32 Background: Clinical guidelines increasingly recommend an expansion of multidisciplinary care for oncology patients to include supportive and survivorship care. Despite recommendations, lung cancer patients may not access these services due to implementation challenges among health care delivery systems. Our study goal was to assess treatment and care planning from the perspectives of lung cancer patients and caregivers. Methods: A Community Needs Assessment survey was electronically distributed to lung cancer patients and caregivers. 820 people responded, including 471 patients and 349 caregivers.

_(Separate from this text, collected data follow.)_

//! Command handlers for CLI subcommands.

use serde::Serialize;
use sitecontrol_models::{EntryStatus, ProjectId, ReviewDecision, Role};
use sitecontrol_workflow::{
    entries_matching, work_item_views, Action, Dashboard, EntryFilter, Session,
};
use tracing::info;

use crate::cli::{Commands, OutputFormat};
use crate::config::Config;
use crate::context::{Outcome, SiteContext};
use crate::render;

/// Result type for command operations.
pub type Result<T> = std::result::Result<T, Box<dyn std::error::Error>>;

/// Execute a CLI command.
pub fn execute(command: Commands, config: &Config) -> Result<()> {
    let mut ctx = SiteContext::open(config)?;

    match command {
        Commands::Projects { format } => cmd_projects(&ctx, format),
        Commands::Work { project, format } => cmd_work(&ctx, project.as_deref(), format),
        Commands::Journal {
            project,
            status,
            mine,
            format,
        } => cmd_journal(&ctx, config, project.as_deref(), status, mine, format),
        Commands::Submit {
            project,
            work_item,
            text,
        } => cmd_submit(&mut ctx, config, &project, &work_item, &text.join(" ")),
        Commands::Review {
            entry,
            decision,
            comment,
        } => cmd_review(&mut ctx, config, &entry, decision, comment),
        Commands::Inspections { format } => cmd_inspections(&ctx, format),
        Commands::Stats { format } => cmd_stats(&ctx, format),
        Commands::Repl => {
            // REPL is handled separately in main
            Ok(())
        }
    }
}

/// Session for a one-shot command: the configured role, or the role the
/// action needs when none was picked.
fn session_for(config: &Config, action: Action) -> Session {
    config.session(config.role.unwrap_or_else(|| action.required_role()))
}

fn print_json<T: Serialize + ?Sized>(value: &T) -> Result<()> {
    println!("{}", serde_json::to_string_pretty(value)?);
    Ok(())
}

/// Prints the notice for a refused action.
pub(crate) fn report_ignored(reason: &str) {
    println!("Ignored: {}", reason);
}

fn cmd_projects(ctx: &SiteContext, format: OutputFormat) -> Result<()> {
    let projects = ctx.store().projects();
    match format {
        OutputFormat::Json => print_json(projects),
        OutputFormat::Table => {
            print!("{}", render::projects_table(projects));
            Ok(())
        }
    }
}

fn cmd_work(ctx: &SiteContext, project: Option<&str>, format: OutputFormat) -> Result<()> {
    let project_id = project.map(ProjectId::from);
    if let Some(id) = &project_id {
        if ctx.store().project(id).is_none() {
            return Err(format!("Project not found: {}", id).into());
        }
    }

    let views = work_item_views(ctx.store(), project_id.as_ref(), ctx.today());
    match format {
        OutputFormat::Json => print_json(&views),
        OutputFormat::Table => {
            print!("{}", render::work_items_table(&views));
            Ok(())
        }
    }
}

fn cmd_journal(
    ctx: &SiteContext,
    config: &Config,
    project: Option<&str>,
    status: Option<EntryStatus>,
    mine: bool,
    format: OutputFormat,
) -> Result<()> {
    let filter = journal_filter(config, project, status, mine);
    let entries = entries_matching(ctx.store(), &filter);

    match format {
        OutputFormat::Json => print_json(&entries),
        OutputFormat::Table => {
            print!("{}", render::journal_table(&entries));
            Ok(())
        }
    }
}

fn journal_filter(
    config: &Config,
    project: Option<&str>,
    status: Option<EntryStatus>,
    mine: bool,
) -> EntryFilter {
    let mut filter = EntryFilter::new();
    if let Some(project) = project {
        filter = filter.with_project_id(project.into());
    }
    if let Some(status) = status {
        filter = filter.with_status(status);
    }
    if mine {
        let role = config.role.unwrap_or(Role::Contractor);
        filter = filter.with_contractor(config.session(role).name);
    }
    filter
}

fn cmd_submit(
    ctx: &mut SiteContext,
    config: &Config,
    project: &str,
    work_item: &str,
    text: &str,
) -> Result<()> {
    let session = session_for(config, Action::SubmitEntry);
    let today = ctx.today();
    let contractor = session.name.clone();

    let outcome = ctx.apply(&session, Action::SubmitEntry, |store| {
        store.submit_entry(text, &project.into(), &work_item.into(), &contractor, today)
    })?;

    match outcome {
        Outcome::Applied(id) => {
            info!(entry_id = %id, contractor = %contractor, "Entry submitted");
            println!("Submitted entry {} (pending review)", id);
            report_persistence(ctx);
        }
        Outcome::Ignored(reason) => report_ignored(&reason),
    }
    Ok(())
}

fn cmd_review(
    ctx: &mut SiteContext,
    config: &Config,
    entry: &str,
    decision: ReviewDecision,
    comment: Option<String>,
) -> Result<()> {
    let session = session_for(config, Action::ReviewEntry);

    let outcome = ctx.apply(&session, Action::ReviewEntry, |store| {
        store.review_entry(&entry.into(), decision, comment)
    })?;

    match outcome {
        Outcome::Applied(status) => {
            println!("Entry {}: {}", entry, status.label());
            if let Some(comment) = ctx
                .store()
                .entry(&entry.into())
                .and_then(|e| e.comment.as_deref())
            {
                println!("Comment: {}", comment);
            }
            report_persistence(ctx);
        }
        Outcome::Ignored(reason) => report_ignored(&reason),
    }
    Ok(())
}

fn report_persistence(ctx: &SiteContext) {
    match ctx.snapshot_path() {
        Some(path) => println!("Saved to {}", path.display()),
        None => println!("(in-memory only; pass --snapshot FILE to keep changes)"),
    }
}

fn cmd_inspections(ctx: &SiteContext, format: OutputFormat) -> Result<()> {
    let store = ctx.store();

    match format {
        OutputFormat::Json => {
            #[derive(Serialize)]
            struct InspectionsOutput<'a> {
                inspections: &'a [sitecontrol_models::Inspection],
                active: Option<&'a sitecontrol_models::Inspection>,
            }
            print_json(&InspectionsOutput {
                inspections: store.inspections(),
                active: store.active_inspection(),
            })
        }
        OutputFormat::Table => {
            print!(
                "{}",
                render::inspections_table(store.inspections(), store.active_inspection())
            );
            if let Some(active) = store.active_inspection() {
                println!();
                print!("{}", render::inspection_detail(active));
            }
            Ok(())
        }
    }
}

fn cmd_stats(ctx: &SiteContext, format: OutputFormat) -> Result<()> {
    let stats = Dashboard::compute(ctx.store(), ctx.today());
    match format {
        OutputFormat::Json => print_json(&stats),
        OutputFormat::Table => {
            print!("{}", render::dashboard(&stats));
            Ok(())
        }
    }
}

#[cfg(test)]
mod tests {
    use super::*;
    use sitecontrol_models::DayDate;
    use sitecontrol_persistence::SnapshotStore;
    use sitecontrol_workflow::SiteStore;
    use std::path::PathBuf;
    use tempfile::tempdir;

    fn config(snapshot: Option<PathBuf>, role: Option<Role>) -> Config {
        Config {
            state_dir: PathBuf::from("."),
            snapshot,
            role,
            name: None,
            today: DayDate::parse("20.08.2024").unwrap(),
        }
    }

    fn load(path: &std::path::Path) -> SiteStore {
        SiteStore::load_or_seed(&SnapshotStore::new(path)).unwrap()
    }

    #[test]
    fn test_execute_read_only_commands() {
        let config = config(None, None);

        execute(Commands::Projects { format: OutputFormat::Json }, &config).unwrap();
        execute(
            Commands::Work {
                project: Some("p1".to_string()),
                format: OutputFormat::Table,
            },
            &config,
        )
        .unwrap();
        execute(Commands::Inspections { format: OutputFormat::Table }, &config).unwrap();
        execute(Commands::Stats { format: OutputFormat::Json }, &config).unwrap();
    }

    #[test]
    fn test_work_unknown_project_is_error() {
        let config = config(None, None);
        let result = execute(
            Commands::Work {
                project: Some("p404".to_string()),
                format: OutputFormat::Table,
            },
            &config,
        );
        assert!(result.is_err());
    }

    #[test]
    fn test_submit_persists_to_snapshot() {
        let dir = tempdir().unwrap();
        let path = dir.path().join("site.json");
        let config = config(Some(path.clone()), None);

        execute(
            Commands::Submit {
                project: "p1".to_string(),
                work_item: "w1".to_string(),
                text: vec!["Смонтирован".to_string(), "воздуховод".to_string()],
            },
            &config,
        )
        .unwrap();

        let store = load(&path);
        assert_eq!(store.journal().len(), 3);
        let front = &store.journal()[0];
        assert_eq!(front.description, "Смонтирован воздуховод");
        assert_eq!(front.contractor, "Иван Петров");
        assert_eq!(front.status, EntryStatus::Pending);
    }

    #[test]
    fn test_submit_as_supervisor_is_ignored() {
        let dir = tempdir().unwrap();
        let path = dir.path().join("site.json");
        let config = config(Some(path.clone()), Some(Role::Supervisor));

        execute(
            Commands::Submit {
                project: "p1".to_string(),
                work_item: "w1".to_string(),
                text: vec!["Готово".to_string()],
            },
            &config,
        )
        .unwrap();

        // Nothing applied, nothing written.
        assert!(!path.exists());
    }

    #[test]
    fn test_review_reject_with_placeholder() {
        let dir = tempdir().unwrap();
        let path = dir.path().join("site.json");
        let config = config(Some(path.clone()), None);

        execute(
            Commands::Review {
                entry: "e1".to_string(),
                decision: ReviewDecision::Reject,
                comment: None,
            },
            &config,
        )
        .unwrap();

        let store = load(&path);
        let entry = store.entry(&"e1".into()).unwrap();
        assert_eq!(entry.status, EntryStatus::Rejected);
        assert_eq!(
            entry.comment.as_deref(),
            Some(sitecontrol_workflow::REJECT_PLACEHOLDER_COMMENT)
        );
    }

    #[test]
    fn test_review_of_reviewed_entry_is_ignored() {
        let dir = tempdir().unwrap();
        let path = dir.path().join("site.json");
        let config = config(Some(path.clone()), None);

        execute(
            Commands::Review {
                entry: "e2".to_string(),
                decision: ReviewDecision::Reject,
                comment: Some("Нет".to_string()),
            },
            &config,
        )
        .unwrap();

        assert!(!path.exists());
    }

    #[test]
    fn test_journal_filter_mine_uses_actor_name() {
        let mut config = config(None, None);
        let filter = journal_filter(&config, Some("p1"), Some(EntryStatus::Pending), true);

        assert_eq!(filter.contractor.as_deref(), Some("Иван Петров"));
        assert_eq!(filter.project_id.as_ref().map(|p| p.as_str()), Some("p1"));
        assert_eq!(filter.status, Some(EntryStatus::Pending));

        config.name = Some("Андрей Смирнов".to_string());
        let filter = journal_filter(&config, None, None, true);
        assert_eq!(filter.contractor.as_deref(), Some("Андрей Смирнов"));
    }

    #[test]
    fn test_session_for_defaults_to_required_role() {
        let config = config(None, None);
        assert_eq!(session_for(&config, Action::SubmitEntry).role, Role::Contractor);
        assert_eq!(session_for(&config, Action::ReviewEntry).role, Role::Supervisor);

        let pinned = self::config(None, Some(Role::Contractor));
        assert_eq!(session_for(&pinned, Action::ReviewEntry).role, Role::Contractor);
    }
}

The overall completion rate was 72.6%. The survey assessed the patient’s care team, values-based discussions in care planning, discussions regarding palliative care, and survivorship care planning. Demographic information was collected to determine if patterns of care correlated with geographical or socioeconomic factors. Results: Less than 50% of patients reported having a conversation about their values and care goals with their treatment team before determining their treatment plan. Less than 30% of patients reported a mental health professional, social worker, palliative care specialist, or nurse navigator as part of their care team. Although research shows a survival benefit to lung cancer patients receiving palliative care, only 26.9% of active patients had discussed palliative care and 20.13% reported receiving it. For caregiver reported data, the patients receiving care had more advanced cancer and had often not survived. Of those who had completed treatment and survived more than 5 years beyond diagnosis, only 22% of patients and 15% of caregivers reported having a survivorship care plan. Conclusions: The majority of lung cancer patients and caregivers reported having not received palliative care, survivorship care plans, psychosocial support, or values-based discussions with their oncologist. Respondents were technology enabled and generally health literate indicating that these problems could be more widespread in rural, lower socioeconomic areas where lung cancer is common. Addressing these problems in health care delivery could positively impact the survivorship of lung cancer patients and their families.